Set down the lines of the data exactly, starting at the first and stopping after the line containing "changed while holding".

[Items listed in a dataset]
----
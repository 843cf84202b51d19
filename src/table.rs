//! # Game State Table
//!
//! The fixed pool of games, one exclusive lock per game, and the set of
//! decided games.
//!
//! A board, its turn and its decided flag are only changed while holding
//! that game's lock (through [`GameGuard`]). The dispatch pass must not wait on
//! a busy game, so two per-game fields also live outside the lock as atomics:
//! - `pending`: a move is owed and no job has been queued for it yet
//! - `turn`: a copy of the side to move, published before `pending` is set
//!
//! The decided counter is kept equal to the number of set decided flags:
//! every flag transition adjusts the counter in the same step.

use crate::games::tictactoe::{Board, Outcome, Player};
use parking_lot::{Mutex, MutexGuard};
use std::ops::{Deref, DerefMut};
use std::sync::atomic::{AtomicBool, AtomicU8, AtomicUsize, Ordering};

/// One game of the pool.
#[derive(Debug, Clone, PartialEq, Eq)]
pub struct Game {
    id: usize,
    pub board: Board,
    pub turn: Player,
    pub last_move: Option<usize>,
}

impl Game {
    /// Empty board, player A to move.
    pub fn new(id: usize) -> Self {
        Self {
            id,
            board: Board::new(),
            turn: Player::A,
            last_move: None,
        }
    }

    /// Position of the game in the pool.
    pub fn id(&self) -> usize {
        self.id
    }

    fn reset(&mut self) {
        self.board.clear();
        self.turn = Player::A;
        self.last_move = None;
    }
}

fn turn_to_raw(player: Player) -> u8 {
    player.index() as u8
}

fn turn_from_raw(raw: u8) -> Player {
    if raw == 0 {
        Player::A
    } else {
        Player::B
    }
}

struct GameSlot {
    game: Mutex<Game>,
    pending: AtomicBool,
    turn: AtomicU8,
    decided: AtomicBool,
}

impl GameSlot {
    fn new(id: usize) -> Self {
        Self {
            game: Mutex::new(Game::new(id)),
            pending: AtomicBool::new(true),
            turn: AtomicU8::new(turn_to_raw(Player::A)),
            decided: AtomicBool::new(false),
        }
    }
}

/// The pool of games and the decided set.
pub struct GameTable {
    slots: Vec<GameSlot>,
    decided_count: AtomicUsize,
}

/// Exclusive access to one game.
pub struct GameGuard<'a> {
    game: MutexGuard<'a, Game>,
    slot: &'a GameSlot,
    decided_count: &'a AtomicUsize,
}

impl Deref for GameGuard<'_> {
    type Target = Game;

    fn deref(&self) -> &Game {
        &self.game
    }
}

impl DerefMut for GameGuard<'_> {
    fn deref_mut(&mut self) -> &mut Game {
        &mut self.game
    }
}

impl GameGuard<'_> {
    /// Whether the game already has a winner or a full board.
    pub fn is_decided(&self) -> bool {
        self.slot.decided.load(Ordering::Acquire)
    }

    /// Writes `cell` for the side to move and records it as the last move.
    ///
    /// # Returns
    /// false if the cell is taken or out of range; the board is unchanged
    pub fn place(&mut self, cell: usize) -> bool {
        let turn = self.game.turn;
        if self.game.board.place(cell, turn) {
            self.game.last_move = Some(cell);
            true
        } else {
            false
        }
    }

    /// Hands the move to the other player and evaluates the board.
    ///
    /// A decided game is flagged and counted; an undecided one is marked
    /// pending again so the next dispatch pass picks it up.
    pub fn finish_turn(&mut self) -> Option<Outcome> {
        let next = self.game.turn.other();
        self.game.turn = next;
        let outcome = self.game.board.outcome();
        if outcome.is_some() {
            if !self.slot.decided.swap(true, Ordering::AcqRel) {
                self.decided_count.fetch_add(1, Ordering::AcqRel);
            }
            self.slot.pending.store(false, Ordering::Release);
        } else {
            self.slot.turn.store(turn_to_raw(next), Ordering::Release);
            self.slot.pending.store(true, Ordering::Release);
        }
        outcome
    }
}

impl GameTable {
    /// Creates `games` fresh games, all pending with player A to move.
    pub fn new(games: usize) -> Self {
        Self {
            slots: (0..games).map(GameSlot::new).collect(),
            decided_count: AtomicUsize::new(0),
        }
    }

    /// Number of games in the pool.
    pub fn len(&self) -> usize {
        self.slots.len()
    }

    /// True for a pool without games.
    pub fn is_empty(&self) -> bool {
        self.slots.is_empty()
    }

    /// Blocks until the game's lock is free. `None` for unknown ids.
    pub fn lock(&self, game_id: usize) -> Option<GameGuard<'_>> {
        let slot = self.slots.get(game_id)?;
        Some(GameGuard {
            game: slot.game.lock(),
            slot,
            decided_count: &self.decided_count,
        })
    }

    /// Copy of a game's current state.
    pub fn snapshot(&self, game_id: usize) -> Option<Game> {
        self.slots.get(game_id).map(|s| s.game.lock().clone())
    }

    /// Claims the owed move of a game, if any.
    ///
    /// Clears `pending` and returns the side to move. At most one caller
    /// wins the claim per pending period.
    pub fn take_pending(&self, game_id: usize) -> Option<Player> {
        let slot = self.slots.get(game_id)?;
        slot.pending
            .compare_exchange(true, false, Ordering::AcqRel, Ordering::Acquire)
            .ok()?;
        Some(turn_from_raw(slot.turn.load(Ordering::Acquire)))
    }

    /// A move is owed and not yet claimed. False for unknown ids.
    pub fn is_pending(&self, game_id: usize) -> bool {
        self.slots
            .get(game_id)
            .is_some_and(|s| s.pending.load(Ordering::Acquire))
    }

    /// Reads the decided flag without taking the game lock.
    pub fn is_decided(&self, game_id: usize) -> bool {
        self.slots
            .get(game_id)
            .is_some_and(|s| s.decided.load(Ordering::Acquire))
    }

    /// Decided games, from the counter.
    pub fn decided_count(&self) -> usize {
        self.decided_count.load(Ordering::Acquire)
    }

    /// Number of set decided flags, counted one by one.
    pub fn count_decided_flags(&self) -> usize {
        self.slots
            .iter()
            .filter(|s| s.decided.load(Ordering::Acquire))
            .count()
    }

    /// Every game is decided and the pool is due for a reset.
    pub fn all_decided(&self) -> bool {
        !self.slots.is_empty() && self.decided_count() == self.slots.len()
    }

    /// Replaces one game's position, keeping the decided set consistent.
    ///
    /// An undecided position becomes pending with `to_move` to play.
    /// Returns false for unknown ids.
    pub fn set_position(&self, game_id: usize, board: Board, to_move: Player) -> bool {
        let Some(slot) = self.slots.get(game_id) else {
            return false;
        };
        let mut game = slot.game.lock();
        game.board = board;
        game.turn = to_move;
        game.last_move = None;
        let decided = board.outcome().is_some();
        let was_decided = slot.decided.swap(decided, Ordering::AcqRel);
        match (was_decided, decided) {
            (false, true) => {
                self.decided_count.fetch_add(1, Ordering::AcqRel);
            }
            (true, false) => {
                self.decided_count.fetch_sub(1, Ordering::AcqRel);
            }
            _ => {}
        }
        slot.turn.store(turn_to_raw(to_move), Ordering::Release);
        slot.pending.store(!decided, Ordering::Release);
        true
    }

    /// Clears every board and decided flag; every game becomes pending with
    /// player A to move.
    pub fn reset_all(&self) {
        for slot in &self.slots {
            let mut game = slot.game.lock();
            game.reset();
            if slot.decided.swap(false, Ordering::AcqRel) {
                self.decided_count.fetch_sub(1, Ordering::AcqRel);
            }
            slot.turn.store(turn_to_raw(Player::A), Ordering::Release);
            slot.pending.store(true, Ordering::Release);
        }
    }
}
----
● **COMPLETED TASK**
repository 843cf84202b51d19
filename src/table.rs
//! # Game State Table
//!
//! The fixed pool of games, one exclusive lock per game, and the set of
//! decided games.
//!
//! A board, its turn and its decided flag are only changed while holding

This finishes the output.